Craig Brewer
Hustle & Flow a l'odeur chaude de Memphis, du studio bricolé, de la sueur et du désir de sortir enfin de la place assignée. Ce film suffit à comprendre Craig Brewer. Son cinéma est traversé par la musique non comme simple bande son, mais comme force sociale, comme économie de survie, comme pulsation charnelle du récit. Brewer filme des personnages qui veulent transformer une énergie locale, souvent minorée ou méprisée, en forme d'affirmation. Cette ambition donne à ses meilleurs films une vitalité qu'on ne confondra pas facilement avec le prestige standard du cinéma indépendant américain.
Le Sud des États-Unis n'est pas chez lui une carte postale ni un simple réservoir de pittoresque. C'est un espace de travail, de désir, de pauvreté, de fierté blessée et de sensualité. Brewer comprend la matérialité des lieux : les maisons défaites, les rues humides, les clubs, les voitures, les studios improvisés, tout ce qui compose une géographie de l'effort et de l'exposition. Cette densité locale fait beaucoup pour la réussite de Hustle & Flow comme pour l'étrangeté électrique de Black Snake Moan.
Black Snake Moan reste d'ailleurs l'un de ses films les plus révélateurs, parce qu'il pousse ses obsessions jusqu'au bord du mythe grotesque. Brewer y mêle sexualité, religion, blues, violence et rédemption avec une audace parfois déconcertante. Tout n'y est pas parfaitement tenu, mais l'essentiel est ailleurs : il ose prendre le risque de l'excès pour approcher quelque chose de brut dans les rapports entre désir, culpabilité et besoin de salut. Peu de cinéastes américains des Années 2000 ont assumé avec autant de frontalité cette matière poisseuse.
Son travail ne se limite pas à ce moment. Brewer a également montré qu'il savait circuler vers des formats plus larges sans perdre complètement son sens du rythme populaire. Cela dit, on revient toujours à ce qu'il fait de mieux : filmer des êtres qui tentent de convertir leur chaos intime en performance, en chanson, en projection de soi.
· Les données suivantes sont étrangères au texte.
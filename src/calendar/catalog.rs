// SPDX-License-Identifier: MPL-2.0
//! Year catalog: which years have artwork and where their images live.
//!
//! Each supported year maps to one archive folder; every page URL is built
//! from that folder plus the shared month table. Years outside the catalog
//! resolve to placeholder-service URLs instead of failing.

use super::month::{MonthDescriptor, MonthInfo, MONTHS};

/// Root of the image archive that hosts the per-year folders.
pub const DEFAULT_ARCHIVE_ROOT: &str = "https://ik.imagekit.io/amargranthalya";

/// Year shown when the current calendar year has no artwork.
pub const DEFAULT_FALLBACK_YEAR: i32 = 2026;

/// Placeholder service used for years without artwork.
pub const PLACEHOLDER_BASE: &str = "https://via.placeholder.com/800x1200/FEF3C7/D97706";

/// Years with published artwork, in ascending order.
pub const SUPPORTED_YEARS: [i32; 6] = [2021, 2022, 2023, 2024, 2025, 2026];

/// Archive folder per year. Folders up to 2023 carry the historical
/// "calander" spelling.
const YEAR_FOLDERS: [(i32, &str); 6] = [
    (2021, "calander-2021"),
    (2022, "calander-2022"),
    (2023, "calander-2023"),
    (2024, "calender-2024"),
    (2025, "calender-2025"),
    (2026, "calender-2026"),
];

/// Returns whether artwork exists for `year`.
#[must_use]
pub fn is_supported_year(year: i32) -> bool {
    SUPPORTED_YEARS.contains(&year)
}

/// Which face of a month page an image shows.
#[derive(Debug, Clone, Copy, PartialEq, Eq)]
pub enum Face {
    Front,
    Back,
}

impl Face {
    fn file_suffix(self) -> &'static str {
        match self {
            Face::Front => "front",
            Face::Back => "back",
        }
    }

    fn label(self) -> &'static str {
        match self {
            Face::Front => "Front",
            Face::Back => "Back",
        }
    }
}

/// Resolves page descriptors for any year.
#[derive(Debug, Clone, PartialEq, Eq)]
pub struct Catalog {
    archive_root: String,
    fallback_year: i32,
}

impl Default for Catalog {
    fn default() -> Self {
        Self {
            archive_root: DEFAULT_ARCHIVE_ROOT.to_string(),
            fallback_year: DEFAULT_FALLBACK_YEAR,
        }
    }
}

impl Catalog {
    /// Creates a catalog reading from `archive_root` (for mirrors).
    ///
    /// A trailing slash on the root is ignored. An unsupported fallback year
    /// is replaced by [`DEFAULT_FALLBACK_YEAR`].
    #[must_use]
    pub fn new(archive_root: impl Into<String>, fallback_year: i32) -> Self {
        let root: String = archive_root.into();
        let fallback_year = if is_supported_year(fallback_year) {
            fallback_year
        } else {
            DEFAULT_FALLBACK_YEAR
        };
        Self {
            archive_root: root.trim_end_matches('/').to_string(),
            fallback_year,
        }
    }

    #[must_use]
    pub fn archive_root(&self) -> &str {
        &self.archive_root
    }

    #[must_use]
    pub fn fallback_year(&self) -> i32 {
        self.fallback_year
    }

    /// Base URL of the folder holding `year`'s images, if the year is known.
    #[must_use]
    pub fn year_base_url(&self, year: i32) -> Option<String> {
        YEAR_FOLDERS
            .iter()
            .find(|(known, _)| *known == year)
            .map(|(_, folder)| format!("{}/{}", self.archive_root, folder))
    }

    /// Returns the 13 pages of `year`: January to December, then the index
    /// page. Never fails; unknown years get placeholder URLs.
    #[must_use]
    pub fn months_for_year(&self, year: i32) -> Vec<MonthDescriptor> {
        match self.year_base_url(year) {
            Some(base) => MONTHS
                .iter()
                .map(|month| archived_descriptor(&base, month, year))
                .collect(),
            None => MONTHS
                .iter()
                .map(|month| placeholder_descriptor(month, year))
                .collect(),
        }
    }

    /// Picks the year to show at start-up for the given calendar year.
    #[must_use]
    pub fn resolve_year(&self, year: i32) -> i32 {
        if is_supported_year(year) {
            year
        } else {
            self.fallback_year
        }
    }
}

fn archived_descriptor(base: &str, month: &MonthInfo, year: i32) -> MonthDescriptor {
    if month.is_index_page() {
        return MonthDescriptor {
            id: month.id,
            name: month.name,
            localized_name: month.localized_name,
            image_url: format!("{base}/{}-{year}.jpg", month.short_code),
            back_image_url: None,
        };
    }

    MonthDescriptor {
        id: month.id,
        name: month.name,
        localized_name: month.localized_name,
        image_url: face_url(base, month, year, Face::Front),
        back_image_url: Some(face_url(base, month, year, Face::Back)),
    }
}

fn face_url(base: &str, month: &MonthInfo, year: i32, face: Face) -> String {
    format!(
        "{base}/{}-{year}-{}.jpg",
        month.short_code,
        face.file_suffix()
    )
}

fn placeholder_descriptor(month: &MonthInfo, year: i32) -> MonthDescriptor {
    let back_image_url = if month.is_index_page() {
        None
    } else {
        Some(placeholder_url(month, year, Face::Back))
    };

    MonthDescriptor {
        id: month.id,
        name: month.name,
        localized_name: month.localized_name,
        image_url: placeholder_url(month, year, Face::Front),
        back_image_url,
    }
}

/// Placeholder image URL whose caption names the page, year and face.
#[must_use]
pub fn placeholder_url(month: &MonthInfo, year: i32, face: Face) -> String {
    let label = format!("{} {} {}", month.name, year, face.label());
    format!("{PLACEHOLDER_BASE}?text={}", urlencoding::encode(&label))
}

#[cfg(test)]
mod tests {
    use super::*;
    use crate::calendar::month::{INDEX_PAGE_POSITION, PAGES_PER_YEAR};

    #[test]
    fn supported_year_uses_archive_urls() {
        let months = Catalog::default().months_for_year(2024);
        assert_eq!(months.len(), PAGES_PER_YEAR);
        assert_eq!(
            months[0].image_url,
            "https://ik.imagekit.io/amargranthalya/calender-2024/jan-2024-front.jpg"
        );
        assert_eq!(
            months[0].back_image_url.as_deref(),
            Some("https://ik.imagekit.io/amargranthalya/calender-2024/jan-2024-back.jpg")
        );
    }

    #[test]
    fn index_page_has_single_image() {
        let months = Catalog::default().months_for_year(2024);
        let index = &months[INDEX_PAGE_POSITION];
        assert_eq!(
            index.image_url,
            "https://ik.imagekit.io/amargranthalya/calender-2024/tithi-darpan-2024.jpg"
        );
        assert!(index.back_image_url.is_none());
    }

    #[test]
    fn early_years_keep_historical_folder_spelling() {
        let catalog = Catalog::default();
        for year in [2021, 2022, 2023] {
            let base = catalog.year_base_url(year).unwrap();
            assert!(base.ends_with(&format!("calander-{year}")), "{base}");
        }
        for year in [2024, 2025, 2026] {
            let base = catalog.year_base_url(year).unwrap();
            assert!(base.ends_with(&format!("calender-{year}")), "{base}");
        }
    }

    #[test]
    fn month_short_codes_are_used_verbatim() {
        let months = Catalog::default().months_for_year(2022);
        assert!(months[2].image_url.ends_with("/march-2022-front.jpg"));
        assert!(months[7].image_url.ends_with("/aug-2022-front.jpg"));
        assert!(months[8]
            .back_image_url
            .as_deref()
            .unwrap()
            .ends_with("/sep-2022-back.jpg"));
    }

    #[test]
    fn unsupported_year_yields_placeholders() {
        let months = Catalog::default().months_for_year(2030);
        assert_eq!(months.len(), PAGES_PER_YEAR);
        for month in &months {
            assert!(month.image_url.starts_with(PLACEHOLDER_BASE));
            assert!(month.image_url.contains("2030"));
            let first_word = month.name.split(' ').next().unwrap();
            assert!(month.image_url.contains(first_word));
        }
        for month in &months[..INDEX_PAGE_POSITION] {
            assert!(month.back_image_url.is_some());
        }
        assert!(months[INDEX_PAGE_POSITION].back_image_url.is_none());
    }

    #[test]
    fn placeholder_label_is_percent_encoded() {
        let url = placeholder_url(&MONTHS[0], 2019, Face::Back);
        assert_eq!(
            url,
            "https://via.placeholder.com/800x1200/FEF3C7/D97706?text=January%202019%20Back"
        );
    }

    #[test]
    fn mirror_root_replaces_archive_host() {
        let catalog = Catalog::new("https://mirror.example.org/cal/", 2025);
        let months = catalog.months_for_year(2025);
        assert_eq!(
            months[11].image_url,
            "https://mirror.example.org/cal/calender-2025/dec-2025-front.jpg"
        );
    }

    #[test]
    fn unsupported_fallback_year_is_replaced() {
        let catalog = Catalog::new(DEFAULT_ARCHIVE_ROOT, 1999);
        assert_eq!(catalog.fallback_year(), DEFAULT_FALLBACK_YEAR);
        assert_eq!(catalog.resolve_year(2031), DEFAULT_FALLBACK_YEAR);
        assert_eq!(catalog.resolve_year(2022), 2022);
    }
}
La scène devient alors un lieu de vérité paradoxal. On y fabrique un personnage, certes, mais c'est parfois en fabriquant ce personnage qu'on touche enfin à quelque chose de réel.
Pour CaSTV, Brewer compte aussi par sa proximité avec un certain thriller charnel et avec les marges du cinéma de genre. Son univers connaît bien la fièvre, la dépendance, l'enfermement émotionnel, les corps poussés jusqu'à l'épuisement. Il n'a pas besoin du fantastique explicite pour produire un climat d'obsession. Chez lui, la musique, le sexe et la violence dessinent déjà des formes de possession très terrestres. Le Sud devient presque un appareil de surchauffe des affects.
Il faut aussi souligner la place du langage dans ses films. Brewer aime les voix, les tics de parole, les lignes de dialogue qui gardent une oralité concrète. Cela donne à ses personnages une présence immédiate, parfois plus forte que la pure construction psychologique. On les entend vivre autant qu'on les voit avancer. Cette qualité ancre ses films dans une tradition américaine où la parole populaire reste une ressource esthétique majeure.
Craig Brewer demeure ainsi un cinéaste de l'énergie locale, du désir de forme né dans des conditions de friction sociale. Ses films peuvent être inégaux, parfois encombrés par leur propre intensité, mais ils ont ce que beaucoup d'œuvres plus légitimes perdent vite : une pulsation, un rapport organique au milieu qu'ils filment, une croyance dans le fait qu'une voix, un rythme ou une chanson peuvent temporairement renverser l'ordre humiliant des choses. Cela suffit largement à lui garantir une place durable dans la cartographie du cinéma américain contemporain.